I owe a debt. Coming to writing and poetry late in my college experience, I entered the field much the way an adult learns to swim: flaying, aimless bobbing, an accidently successful stroke. My best friend during that time, and consequently he persists in that role, shifted his major from theater to creative writing, and as way of deflecting my protest, I was a theater major as well, he gave me a copy of Whitman’s selected poems. Birthday gift if I recall correctly. Demarcation line drawn; it was the beginning of the end.

Our friendship had followed a kind of maturation with out fertilization. As the story goes, but  there isn’t much story to tell, we became friends on a late night raid to the campus food court called The Eagle’s Nest. Both dressed in all black—techie clothes, as we’d landed the illustrious jobs of “crew” for a production of Steel Magnolias—we raced out of the theater, through the music building, and across the courtyard, until we finally ducked in the subbasement location of the Eagle’s Nest. Why the hell were we running? Armed with chicken tenders, and a slapdash mini-burger (couldn’t afford drinks at time), we ran the whole way back to theater. And then we friends. I don’t remember saying two words to him on that run, but it was a kind introduction and more than adequate it seems.

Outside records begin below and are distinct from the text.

//! 设置文件加载
//!
//! JSON 设置文件同时描述转换配置与默认转换请求，缺省字段回落到默认值：
//!
//! ```json
//! {
//!   "config": { "quality": "quality", "png_compression": "best" },
//!   "request": { "sizes": [16, 32, 48], "bit_depth": 32, "corner_radius": 8 }
//! }
//! ```

use std::fs;
use std::path::Path;

use serde::Deserialize;

use crate::error::AppError;
use crate::icon::{ConversionRequest, ConvertConfig};

#[derive(Debug, Clone, Default, Deserialize)]
#[serde(default)]
pub struct Settings {
    pub config: ConvertConfig,
    pub request: ConversionRequest,
}

/// 读取设置文件；文件不存在时使用默认设置。
pub fn load_settings(path: &Path) -> Result<Settings, AppError> {
    if !path.exists() {
        log::warn!("⚠️ 设置文件不存在，使用默认设置 - 路径: {}", path.display());
        return Ok(Settings::default());
    }

    let content = fs::read_to_string(path)?;
    let settings = serde_json::from_str::<Settings>(&content)
        .map_err(|e| AppError::Config(format!("解析设置文件失败: {}", e)))?;

    log::info!("⚙️ 已加载设置文件 - 路径: {}", path.display());
    Ok(settings)
}
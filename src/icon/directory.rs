//! # ICO 目录结构模块
//!
//! ## 设计思路
//!
//! ICO 文件由 6 字节 ICONDIR 头、每个条目 16 字节的 ICONDIRENTRY 以及紧随其后的
//! 图像数据组成，所有整数均为小端序。宽/高字节为 0 表示 256。
//!
//! 写入侧只负责序列化编码器算好的目录项；解析侧用于回读校验与 `inspect` 命令，
//! 会检查保留字段、资源类型以及每个数据区间是否落在文件内。

use super::IconError;

/// ICONDIR 头长度。
pub const ICONDIR_SIZE: usize = 6;
/// 单个 ICONDIRENTRY 长度。
pub const ICONDIRENTRY_SIZE: usize = 16;
/// 资源类型：图标。
pub const RESOURCE_TYPE_ICON: u16 = 1;

/// 单个目录项，宽高为实际像素值（1~256）。
#[derive(Debug, Clone, Copy, PartialEq, Eq)]
pub struct IcoDirectoryEntry {
    pub width: u32,
    pub height: u32,
    /// 调色板颜色数，0 表示无调色板或 256 色。
    pub color_count: u8,
    pub planes: u16,
    pub bits_per_pixel: u16,
    /// 图像数据长度。
    pub bytes_in_res: u32,
    /// 图像数据在文件中的偏移。
    pub image_offset: u32,
}

impl IcoDirectoryEntry {
    /// 数据区结束位置（不含）。
    pub fn end_offset(&self) -> u64 {
        u64::from(self.image_offset) + u64::from(self.bytes_in_res)
    }

    pub(crate) fn write_to(&self, out: &mut Vec<u8>) {
        out.push(dimension_to_byte(self.width));
        out.push(dimension_to_byte(self.height));
        out.push(self.color_count);
        out.push(0);
        out.extend_from_slice(&self.planes.to_le_bytes());
        out.extend_from_slice(&self.bits_per_pixel.to_le_bytes());
        out.extend_from_slice(&self.bytes_in_res.to_le_bytes());
        out.extend_from_slice(&self.image_offset.to_le_bytes());
    }

    fn parse(raw: &[u8]) -> Result<Self, IconError> {
        if raw.len() < ICONDIRENTRY_SIZE {
            return Err(IconError::Decode("ICONDIRENTRY 长度不足".to_string()));
        }
        if raw[3] != 0 {
            return Err(IconError::Decode(format!(
                "ICONDIRENTRY 保留字段必须为 0（实际：{}）",
                raw[3]
            )));
        }

        Ok(Self {
            width: dimension_from_byte(raw[0]),
            height: dimension_from_byte(raw[1]),
            color_count: raw[2],
            planes: read_u16(raw, 4),
            bits_per_pixel: read_u16(raw, 6),
            bytes_in_res: read_u32(raw, 8),
            image_offset: read_u32(raw, 12),
        })
    }
}

/// 写入 ICONDIR 头。
pub(crate) fn write_header(out: &mut Vec<u8>, count: u16) {
    out.extend_from_slice(&0u16.to_le_bytes());
    out.extend_from_slice(&RESOURCE_TYPE_ICON.to_le_bytes());
    out.extend_from_slice(&count.to_le_bytes());
}

/// 已解析的 ICO 目录。
#[derive(Debug, Clone, PartialEq, Eq)]
pub struct IcoDirectory {
    resource_type: u16,
    entries: Vec<IcoDirectoryEntry>,
}

impl IcoDirectory {
    /// 解析 ICO 字节流的目录部分并校验数据区间。
    pub fn parse(bytes: &[u8]) -> Result<Self, IconError> {
        if bytes.len() < ICONDIR_SIZE {
            return Err(IconError::Decode(format!(
                "ICO 数据过短：{} 字节",
                bytes.len()
            )));
        }

        let reserved = read_u16(bytes, 0);
        if reserved != 0 {
            return Err(IconError::Decode(format!(
                "ICONDIR 保留字段必须为 0（实际：{}）",
                reserved
            )));
        }

        let resource_type = read_u16(bytes, 2);
        if resource_type != RESOURCE_TYPE_ICON {
            return Err(IconError::Decode(format!(
                "不是图标资源（类型：{}）",
                resource_type
            )));
        }

        let count = usize::from(read_u16(bytes, 4));
        let table_end = ICONDIR_SIZE + count * ICONDIRENTRY_SIZE;
        if bytes.len() < table_end {
            return Err(IconError::Decode(format!(
                "目录声明 {} 个条目，但数据只有 {} 字节",
                count,
                bytes.len()
            )));
        }

        let mut entries = Vec::with_capacity(count);
        for index in 0..count {
            let start = ICONDIR_SIZE + index * ICONDIRENTRY_SIZE;
            let entry = IcoDirectoryEntry::parse(&bytes[start..start + ICONDIRENTRY_SIZE])?;

            if u64::from(entry.image_offset) < table_end as u64 || entry.end_offset() > bytes.len() as u64 {
                return Err(IconError::Decode(format!(
                    "第 {} 个条目的数据区间越界：offset={} size={}",
                    index, entry.image_offset, entry.bytes_in_res
                )));
            }
            entries.push(entry);
        }

        Ok(Self {
            resource_type,
            entries,
        })
    }

    pub fn resource_type(&self) -> u16 {
        self.resource_type
    }

    pub fn entries(&self) -> &[IcoDirectoryEntry] {
        &self.entries
    }

    pub fn len(&self) -> usize {
        self.entries.len()
    }

    pub fn is_empty(&self) -> bool {
        self.entries.is_empty()
    }

    /// 取出第 `index` 个条目的数据。
    pub fn payload<'a>(&self, bytes: &'a [u8], index: usize) -> Option<&'a [u8]> {
        let entry = self.entries.get(index)?;
        let start = usize::try_from(entry.image_offset).ok()?;
        let end = usize::try_from(entry.end_offset()).ok()?;
        bytes.get(start..end)
    }

    /// 所有数据区中最靠后的结束位置。
    pub fn end_offset(&self) -> u64 {
        self.entries
            .iter()
            .map(IcoDirectoryEntry::end_offset)
            .max()
            .unwrap_or(ICONDIR_SIZE as u64)
    }
}

fn dimension_to_byte(value: u32) -> u8 {
    if value >= 256 { 0 } else { value as u8 }
}

fn dimension_from_byte(value: u8) -> u32 {
    if value == 0 { 256 } else { u32::from(value) }
}

fn read_u16(bytes: &[u8], offset: usize) -> u16 {
    u16::from_le_bytes([bytes[offset], bytes[offset + 1]])
}

fn read_u32(bytes: &[u8], offset: usize) -> u32 {
    u32::from_le_bytes([
        bytes[offset],
        bytes[offset + 1],
        bytes[offset + 2],
        bytes[offset + 3],
    ])
}

#[cfg(test)]
mod tests {
    use super::*;

    fn sample_entry(size: u32, offset: u32, len: u32) -> IcoDirectoryEntry {
        IcoDirectoryEntry {
            width: size,
            height: size,
            color_count: 0,
            planes: 1,
            bits_per_pixel: 32,
            bytes_in_res: len,
            image_offset: offset,
        }
    }

    #[test]
    fn entry_encodes_256_as_zero() {
        let mut out = Vec::new();
        sample_entry(256, 22, 10).write_to(&mut out);
        assert_eq!(out.len(), ICONDIRENTRY_SIZE);
        assert_eq!(&out[..4], &[0, 0, 0, 0]);
        assert_eq!(&out[4..8], &[1, 0, 32, 0]);
        assert_eq!(&out[8..12], &10u32.to_le_bytes());
        assert_eq!(&out[12..16], &22u32.to_le_bytes());
    }

    #[test]
    fn parse_reads_back_written_directory() {
        let mut bytes = Vec::new();
        write_header(&mut bytes, 2);
        sample_entry(16, 38, 4).write_to(&mut bytes);
        sample_entry(256, 42, 3).write_to(&mut bytes);
        bytes.extend_from_slice(&[1, 2, 3, 4, 5, 6, 7]);

        let directory = IcoDirectory::parse(&bytes).expect("directory should parse");
        assert_eq!(directory.resource_type(), RESOURCE_TYPE_ICON);
        assert_eq!(directory.len(), 2);
        assert_eq!(directory.entries()[1].width, 256);
        assert_eq!(directory.payload(&bytes, 0), Some(&[1u8, 2, 3, 4][..]));
        assert_eq!(directory.payload(&bytes, 1), Some(&[5u8, 6, 7][..]));
        assert_eq!(directory.end_offset(), bytes.len() as u64);
    }

    #[test]
    fn parse_rejects_cursor_and_garbage() {
        assert!(matches!(IcoDirectory::parse(&[0, 0, 2, 0, 0, 0]), Err(IconError::Decode(_))));
        assert!(matches!(IcoDirectory::parse(&[1, 0, 1, 0, 0, 0]), Err(IconError::Decode(_))));
        assert!(matches!(IcoDirectory::parse(b"PNG"), Err(IconError::Decode(_))));
    }

    #[test]
    fn parse_rejects_out_of_bounds_payload() {
        let mut bytes = Vec::new();
        write_header(&mut bytes, 1);
        sample_entry(16, 22, 100).write_to(&mut bytes);
        bytes.extend_from_slice(&[0; 10]);

        assert!(matches!(IcoDirectory::parse(&bytes), Err(IconError::Decode(_))));
    }

    #[test]
    fn empty_directory_is_valid() {
        let mut bytes = Vec::new();
        write_header(&mut bytes, 0);
        let directory = IcoDirectory::parse(&bytes).expect("empty directory parses");
        assert!(directory.is_empty());
        assert_eq!(directory.end_offset(), ICONDIR_SIZE as u64);
    }
}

So when I unwrapped that copy of Whitman two years later, there wasn’t much conversation to accompany the sea change. He was doing this whole-heartedly and was well beyond convincing otherwise, so I was doing it too. I admired him and still do and thought this was the best way to support his decision. Then I began writing the dumbest poems ever. Titles such as “Afro-King”, “Tub Ship”, and “Coffee House Harbor” were mainstays. I’ll let you guess at the content. I should have been writing prose poems about the insanity of roll stating a silver hatchback in a parking lot, him kicking the passenger door open while I ran to jump in. We had to get to the comic shop. Or poems of how his girlfriend, starved for attention, kicked the radio in his ’88 Dodge Caravan, and broke the damn thing but good. Later and married, the two of them would give that van to me as graduation gift. I cursed that girl up and down the silent highway.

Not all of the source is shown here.